_Action item_
Output the entries that follow, word for word.

Stored data:
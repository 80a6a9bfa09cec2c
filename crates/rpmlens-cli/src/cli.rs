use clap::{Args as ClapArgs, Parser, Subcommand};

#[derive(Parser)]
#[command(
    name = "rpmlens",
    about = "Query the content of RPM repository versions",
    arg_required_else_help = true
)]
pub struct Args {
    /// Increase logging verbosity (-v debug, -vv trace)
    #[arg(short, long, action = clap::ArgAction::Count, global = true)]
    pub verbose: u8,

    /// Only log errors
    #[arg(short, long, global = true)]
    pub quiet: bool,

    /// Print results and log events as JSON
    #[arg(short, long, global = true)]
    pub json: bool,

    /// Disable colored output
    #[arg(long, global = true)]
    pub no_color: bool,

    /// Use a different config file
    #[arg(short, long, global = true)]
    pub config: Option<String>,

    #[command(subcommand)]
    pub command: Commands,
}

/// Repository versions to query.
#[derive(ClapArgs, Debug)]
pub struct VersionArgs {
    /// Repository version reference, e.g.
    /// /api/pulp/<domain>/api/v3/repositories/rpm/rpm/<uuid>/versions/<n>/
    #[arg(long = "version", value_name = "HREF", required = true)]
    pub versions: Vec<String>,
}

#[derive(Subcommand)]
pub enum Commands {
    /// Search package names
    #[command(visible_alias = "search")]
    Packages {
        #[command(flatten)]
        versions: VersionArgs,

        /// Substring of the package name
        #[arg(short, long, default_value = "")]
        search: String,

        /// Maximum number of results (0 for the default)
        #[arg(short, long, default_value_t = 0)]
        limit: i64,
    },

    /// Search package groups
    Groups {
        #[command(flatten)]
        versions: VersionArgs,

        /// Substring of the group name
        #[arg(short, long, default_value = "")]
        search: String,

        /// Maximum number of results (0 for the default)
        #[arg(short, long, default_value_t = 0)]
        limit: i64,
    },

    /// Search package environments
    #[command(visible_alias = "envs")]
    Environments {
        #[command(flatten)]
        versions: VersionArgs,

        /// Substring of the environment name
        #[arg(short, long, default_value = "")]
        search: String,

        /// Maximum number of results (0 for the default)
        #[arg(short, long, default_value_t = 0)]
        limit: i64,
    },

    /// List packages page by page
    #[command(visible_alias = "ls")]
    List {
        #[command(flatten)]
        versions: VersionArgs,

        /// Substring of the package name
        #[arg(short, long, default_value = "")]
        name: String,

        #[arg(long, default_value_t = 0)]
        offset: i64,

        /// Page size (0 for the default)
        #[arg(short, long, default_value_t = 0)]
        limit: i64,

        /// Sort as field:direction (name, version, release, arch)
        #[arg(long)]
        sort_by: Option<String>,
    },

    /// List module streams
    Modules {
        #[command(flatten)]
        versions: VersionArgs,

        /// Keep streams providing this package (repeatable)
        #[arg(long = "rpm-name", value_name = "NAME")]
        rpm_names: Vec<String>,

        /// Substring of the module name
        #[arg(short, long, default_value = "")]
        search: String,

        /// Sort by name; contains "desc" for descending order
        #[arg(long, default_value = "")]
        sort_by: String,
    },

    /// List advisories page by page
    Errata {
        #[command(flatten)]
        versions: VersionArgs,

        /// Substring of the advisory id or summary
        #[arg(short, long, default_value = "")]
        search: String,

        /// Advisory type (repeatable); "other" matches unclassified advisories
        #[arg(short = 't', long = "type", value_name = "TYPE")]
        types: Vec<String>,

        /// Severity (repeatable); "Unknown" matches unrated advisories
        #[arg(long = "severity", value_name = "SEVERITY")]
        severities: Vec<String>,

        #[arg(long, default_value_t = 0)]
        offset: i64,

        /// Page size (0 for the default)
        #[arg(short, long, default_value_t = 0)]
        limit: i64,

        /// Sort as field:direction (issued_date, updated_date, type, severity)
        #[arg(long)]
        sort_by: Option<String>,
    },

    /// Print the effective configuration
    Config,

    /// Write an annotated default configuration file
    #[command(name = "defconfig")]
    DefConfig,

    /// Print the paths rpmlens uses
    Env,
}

_Reply to the exercise_
repository 80a6a9bfa09cec2c
filename crates/rpmlens-cli/src/cli.rs
use clap::{Args as ClapArgs, Parser, Subcommand};

#[derive(Parser)]
#[command(
    name = "rpmlens",
    about = "Query the content of RPM repository versions",
    arg_required_else_help = true
)]
pub struct Args {
    /// Increase logging verbosity (-v debug, -vv trace)
    #[arg(short, long, action = clap::ArgAction::Count, global = true)]
    pub verbose: u8,

    /// Only log errors
    #[arg(short, long, global = true)]
    pub quiet: bool,

    /// Print results and log events as JSON
    #[arg(short, long, global = true)]
    pub json: bool,

    /// Disable colored output
    #[arg(long, global = true)]
    pub no_color: bool,

    /// Use a different config file
    #[arg(short, long, global = true)]
    pub config: Option<String>,

    #[command(subcommand)]
    pub command: Commands,
}

/// Repository versions to query.
#[derive(ClapArgs, Debug)]
pub struct VersionArgs {
    /// Repository version reference, e.g.
    /// /api/pulp/<domain>/api/v3/repositories/rpm/rpm/<uuid>/versions/<n>/
    #[arg(long = "version", value_name = "HREF", required = true)]
    pub versions: Vec<String>,
}

#[derive(Subcommand)]
pub enum Commands {
    /// Search package names
    #[command(visible_alias = "search")]
    Packages {
        #[command(flatten)]
        versions: VersionArgs,

        /// Substring of the package name
        #[arg(short, long, default_value = "")]
        search: String,

        /// Maximum number of results (0 for the default)
        #[arg(short, long, default_value_t = 0)]
        limit: i64,
    },

    /// Search package groups
    Groups {
        #[command(flatten)]
        versions: VersionArgs,

        /// Substring of the group name
        #[arg(short, long, default_value = "")]
        search: String,

        /// Maximum number of results (0 for the default)
        #[arg(short, long, default_value_t = 0)]
        limit: i64,
    },

    /// Search package environments
    #[command(visible_alias = "envs")]
    Environments {
        #[command(flatten)]
        versions: VersionArgs,

        /// Substring of the environment name
        #[arg(short, long, default_value = "")]
        search: String,

        /// Maximum number of results (0 for the default)
        #[arg(short, long, default_value_t = 0)]
        limit: i64,
    },

    /// List packages page by page
    #[command(visible_alias = "ls")]
    List {
        #[command(flatten)]
        versions: VersionArgs,

        /// Substring of the package name
        #[arg(short, long, default_value = "")]
        name: String,

        #[arg(long, default_value_t = 0)]
        offset: i64,

        /// Page size (0 for the default)
        #[arg(short, long, default_value_t = 0)]
        limit: i64,

        /// Sort as field:direction (name, version, release, arch)
        #[arg(long)]
        sort_by: Option<String>,
    },

    /// List module streams
    Modules {
        #[command(flatten)]
        versions: VersionArgs,

        /// Keep streams providing this package (repeatable)
        #[arg(long = "rpm-name", value_name = "NAME")]
        rpm_names: Vec<String>,

        /// Substring of the module name
        #[arg(short, long, default_value = "")]
        search: String,

        /// Sort by name; contains "desc" for descending order
        #[arg(long, default_value = "")]
        sort_by: String,
    },

    /// List advisories page by page
    Errata {
        #[command(flatten)]
        versions: VersionArgs,

        /// Substring of the advisory id or summary
        #[arg(short, long, default_value = "")]
        search: String,

        /// Advisory type (repeatable); "other" matches unclassified advisories
        #[arg(short = 't', long = "type", value_name = "TYPE")]
        types: Vec<String>,

        /// Severity (repeatable); "Unknown" matches unrated advisories
        #[arg(long = "severity", value_name = "SEVERITY")]
        severities: Vec<String>,

        #[arg(long, default_value_t = 0)]
        offset: i64,

        /// Page size (0 for the default)
        #[arg(short, long, default_value_t = 0)]
        limit: i64,

        /// Sort as field:direction (issued_date, updated_date, type, severity)
        #[arg(long)]
        sort_by: Option<String>,
    },

    /// Print the effective configuration
    Config,

    /// Write an annotated default configuration file
    #[command(name = "defconfig")]
    DefConfig,

    /// Print the paths rpmlens uses
    Env,
}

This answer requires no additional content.